RIO DE JANEIRO (Reuters) - Brazil’s Vale, the world’s top iron ore producer, forecast steady prices for the mineral and rising premiums for its top quality ore, thanks to strong demand from China and despite global trade tensions.
Vale Chief Executive Officer Fabio Schvartsman said a scarcity of Vale’s trademark top quality ore protects the miner for the foreseeable future from the impact of a global trade war, which has hurt other minerals.
“It would take a cataclysm for this to change,” Schvartsman told analysts on a conference call, a day after posting solid second-quarter results. [nL1N1UL2BJ] Those results came despite a slump in Brazil’s real currency and a May truckers’ strike which hit growth in Latin America’s top economy. Vale’s shares were up 2.15 percent on Thursday.
Trade war declarations “have not led to any significant reduction in iron ore prices ... Under normal scenarios, we have a very large probability that prices will be reasonably well anchored,” he said.
China’s campaign to clean its skies by clamping down on polluting steel mills has fueled a need for high-grade iron ore to boost productivity and limit emissions, opening the door wider for suppliers of better quality ore to the world’s biggest buyer.

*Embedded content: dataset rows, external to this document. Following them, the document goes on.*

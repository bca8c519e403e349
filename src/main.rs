mod app;
mod config;
mod domain;
mod evaluator;
mod input;
mod notifications;
mod store;
mod ticker;
mod ui;

use anyhow::Result;
use app::AppState;
use clap::{Parser, Subcommand};
use crossterm::{
    event::{self, Event, KeyEventKind},
    execute,
    terminal::{disable_raw_mode, enable_raw_mode, EnterAlternateScreen, LeaveAlternateScreen},
};
use ratatui::{backend::CrosstermBackend, Terminal};
use std::io;
use store::{ensure_protocol_dir, init_local_protocol, FileStorage, HistoryStore};

#[derive(Parser)]
#[command(name = "protocol")]
#[command(about = "A terminal daily-habit tracker: three fixed blocks, a tactical checklist, a night journal, and a campaign heat-map", long_about = None)]
struct Cli {
    #[command(subcommand)]
    command: Option<Commands>,
}

#[derive(Subcommand)]
enum Commands {
    /// Initialize a local .protocol directory in the current directory
    Init,
    /// Print today's completion, the current streak, and the emergency flag
    Status,
}

fn main() -> Result<()> {
    let cli = Cli::parse();

    match cli.command {
        Some(Commands::Init) => {
            let protocol_dir = init_local_protocol()?;
            println!("Initialized protocol directory: {}", protocol_dir.display());
            println!();
            println!("Protocol will now use this local directory for history storage.");
            println!("Run 'protocol' to start tracking.");
            Ok(())
        }
        Some(Commands::Status) => print_status(),
        None => run_tui(),
    }
}

fn print_status() -> Result<()> {
    let storage = FileStorage::open()?;
    let store = HistoryStore::new(Box::new(storage))?;

    let today = chrono::Local::now().date_naive();
    let record = store.load(today);
    let streak = evaluator::compute_streak(store.history(), today);
    let emergency = evaluator::is_emergency(store.history(), today);

    println!("Protocol status for {}", today);
    for cfg in &config::TASKS {
        let mark = if record.task(cfg.id) { "x" } else { " " };
        println!("  [{}] {} ({} min)", mark, cfg.label, cfg.minutes);
    }
    println!("  Streak: {} day(s)", streak);
    if emergency {
        println!("  EMERGENCY: yesterday's attempt was broken. Never miss twice.");
    }
    Ok(())
}

fn run_tui() -> Result<()> {
    // Ensure the protocol directory exists and show which one we're using
    let protocol_dir = ensure_protocol_dir()?;
    eprintln!("Using protocol directory: {}", protocol_dir.display());

    // Build the store on disk-backed storage; malformed history loads empty
    let storage = FileStorage::open()?;
    let store = HistoryStore::new(Box::new(storage))?;
    let mut app = AppState::new(store);

    // Setup terminal
    enable_raw_mode()?;
    let mut stdout = io::stdout();
    execute!(stdout, EnterAlternateScreen)?;
    let backend = CrosstermBackend::new(stdout);
    let mut terminal = Terminal::new(backend)?;

    // Run app
    let result = run_app(&mut terminal, &mut app);

    // Restore terminal
    disable_raw_mode()?;
    execute!(terminal.backend_mut(), LeaveAlternateScreen)?;
    terminal.show_cursor()?;

    // Print any errors
    if let Err(err) = result {
        eprintln!("Error: {}", err);
    }

    Ok(())
}

fn run_app(terminal: &mut Terminal<CrosstermBackend<io::Stdout>>, app: &mut AppState) -> Result<()> {
    let tick_rate = ticker::tick_duration();

    loop {
        // Check for midnight crossing - force restart so streak, emergency,
        // and the day's record never straddle two dates
        if app.has_day_changed() && app.ui_mode != domain::UiMode::DayChanged {
            app.close_timer();
            app.ui_mode = domain::UiMode::DayChanged;
        }

        // Render
        terminal.draw(|f| ui::render(f, app))?;

        // Handle events with timeout for ticking
        if event::poll(tick_rate)? {
            if let Event::Key(key) = event::read()? {
                // Only process key press events (ignore key release)
                if key.kind == KeyEventKind::Press {
                    // If day changed, only allow quit
                    if app.ui_mode == domain::UiMode::DayChanged {
                        if key.code == event::KeyCode::Char('q') || key.code == event::KeyCode::Esc {
                            return Ok(());
                        }
                        continue; // Ignore all other keys
                    }

                    let should_quit = input::handle_key(app, key)?;
                    if should_quit {
                        return Ok(());
                    }
                }
            }
        }

        // Advance the countdown; completion marks the block done and persists
        app.tick()?;
    }
}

Though iron ore prices slid in the second quarter, the Chinese push has helped Vale lock in rising premiums for its high quality ore, even as a trade war between the United States and China has sent copper prices to seven-month lows.
Executives also said a business plan for Samarco, a joint venture with BHP that was the site of a fatal dam burst, was being finalized and would shed light on when operations there could restart.
However, they noted resuming operations would require licenses from authorities that are beyond the companies’ control.
Operations at Samarco were halted after a November 2015 dam collapse which killed 19 people and unleashed Brazil’s worst environmental disaster on record. In June, Samarco, Vale and BHP signed a deal with Brazilian authorities to settle a 20 billion real ($5.35 billion) lawsuit relating to the tragedy.
Vale executives on Thursday kept a net debt goal of $10 billion after cutting debt to $11.5 billion in the second quarter. Schvartsman had previously said he hoped to reach the $10 billion target by the middle of the year.